> **Problem to work on**
Pick every line with "BucketPolicy" from the material below.

(Task inputs)

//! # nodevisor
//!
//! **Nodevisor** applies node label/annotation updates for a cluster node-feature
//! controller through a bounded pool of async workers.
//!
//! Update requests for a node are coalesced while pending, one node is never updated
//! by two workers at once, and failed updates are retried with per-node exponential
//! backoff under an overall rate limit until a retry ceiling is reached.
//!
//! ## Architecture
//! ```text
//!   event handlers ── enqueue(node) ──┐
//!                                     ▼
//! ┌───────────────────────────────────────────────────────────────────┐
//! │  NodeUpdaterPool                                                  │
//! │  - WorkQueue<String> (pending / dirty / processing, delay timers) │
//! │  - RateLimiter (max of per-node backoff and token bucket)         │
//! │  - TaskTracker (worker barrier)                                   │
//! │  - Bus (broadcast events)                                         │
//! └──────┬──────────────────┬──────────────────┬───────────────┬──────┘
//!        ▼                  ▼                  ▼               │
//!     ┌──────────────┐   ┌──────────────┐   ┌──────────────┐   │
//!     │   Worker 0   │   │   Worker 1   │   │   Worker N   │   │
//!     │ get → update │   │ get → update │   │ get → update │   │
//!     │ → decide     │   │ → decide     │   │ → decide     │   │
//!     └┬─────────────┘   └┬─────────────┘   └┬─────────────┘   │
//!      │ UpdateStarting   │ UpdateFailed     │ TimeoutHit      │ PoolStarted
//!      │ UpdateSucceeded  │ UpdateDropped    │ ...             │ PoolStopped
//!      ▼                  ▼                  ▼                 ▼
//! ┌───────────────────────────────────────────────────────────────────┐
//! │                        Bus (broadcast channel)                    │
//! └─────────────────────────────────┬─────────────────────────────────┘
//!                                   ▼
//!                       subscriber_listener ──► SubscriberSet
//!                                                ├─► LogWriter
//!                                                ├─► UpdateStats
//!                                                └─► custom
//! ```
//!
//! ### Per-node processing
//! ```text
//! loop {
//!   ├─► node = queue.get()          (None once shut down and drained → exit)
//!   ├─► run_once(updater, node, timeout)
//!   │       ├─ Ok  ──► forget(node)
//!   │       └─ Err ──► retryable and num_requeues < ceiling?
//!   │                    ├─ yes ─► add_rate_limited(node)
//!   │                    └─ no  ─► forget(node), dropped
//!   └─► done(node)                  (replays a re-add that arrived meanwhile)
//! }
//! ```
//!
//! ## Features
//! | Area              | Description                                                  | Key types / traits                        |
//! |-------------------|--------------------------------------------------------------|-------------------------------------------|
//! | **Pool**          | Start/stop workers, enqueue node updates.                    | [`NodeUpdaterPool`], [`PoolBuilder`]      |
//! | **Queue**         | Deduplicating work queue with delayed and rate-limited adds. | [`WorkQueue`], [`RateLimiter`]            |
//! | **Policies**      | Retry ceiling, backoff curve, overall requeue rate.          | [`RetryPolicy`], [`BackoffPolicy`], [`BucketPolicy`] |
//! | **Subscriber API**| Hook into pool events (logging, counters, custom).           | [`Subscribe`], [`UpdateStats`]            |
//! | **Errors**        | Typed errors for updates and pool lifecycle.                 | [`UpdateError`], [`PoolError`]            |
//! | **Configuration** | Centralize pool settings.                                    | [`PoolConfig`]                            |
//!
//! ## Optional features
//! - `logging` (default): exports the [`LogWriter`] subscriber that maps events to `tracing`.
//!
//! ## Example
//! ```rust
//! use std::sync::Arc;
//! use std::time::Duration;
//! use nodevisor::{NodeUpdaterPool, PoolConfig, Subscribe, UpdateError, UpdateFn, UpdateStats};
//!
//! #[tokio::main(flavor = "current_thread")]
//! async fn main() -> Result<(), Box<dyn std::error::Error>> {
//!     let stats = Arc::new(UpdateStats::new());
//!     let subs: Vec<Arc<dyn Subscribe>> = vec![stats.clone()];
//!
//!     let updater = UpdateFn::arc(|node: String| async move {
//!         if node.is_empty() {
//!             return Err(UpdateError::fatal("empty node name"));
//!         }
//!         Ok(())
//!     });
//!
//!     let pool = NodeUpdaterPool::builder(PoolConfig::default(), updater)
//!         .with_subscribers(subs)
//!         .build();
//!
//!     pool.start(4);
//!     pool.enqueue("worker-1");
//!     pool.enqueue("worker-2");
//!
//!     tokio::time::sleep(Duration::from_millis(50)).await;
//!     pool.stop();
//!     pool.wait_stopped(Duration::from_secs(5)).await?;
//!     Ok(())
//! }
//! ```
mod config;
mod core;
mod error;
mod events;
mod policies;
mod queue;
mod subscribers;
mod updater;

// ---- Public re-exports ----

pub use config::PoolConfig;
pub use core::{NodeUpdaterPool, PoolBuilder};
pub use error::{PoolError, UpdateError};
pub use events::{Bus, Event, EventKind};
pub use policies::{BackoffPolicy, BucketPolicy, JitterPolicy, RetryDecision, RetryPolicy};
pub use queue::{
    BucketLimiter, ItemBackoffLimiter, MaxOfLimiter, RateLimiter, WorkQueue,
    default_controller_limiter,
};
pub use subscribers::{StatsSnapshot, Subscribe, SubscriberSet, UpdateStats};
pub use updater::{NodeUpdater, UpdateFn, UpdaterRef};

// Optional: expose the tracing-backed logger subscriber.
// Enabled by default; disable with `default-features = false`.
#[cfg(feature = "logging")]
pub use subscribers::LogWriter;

(End Task inputs)

> **Exercise response**
//! | **Policies**      | Retry ceiling, backoff curve, overall requeue rate.          | [`RetryPolicy`], [`BackoffPolicy`], [`BucketPolicy`] |
pub use policies::{BackoffPolicy, BucketPolicy, JitterPolicy, RetryDecision, RetryPolicy};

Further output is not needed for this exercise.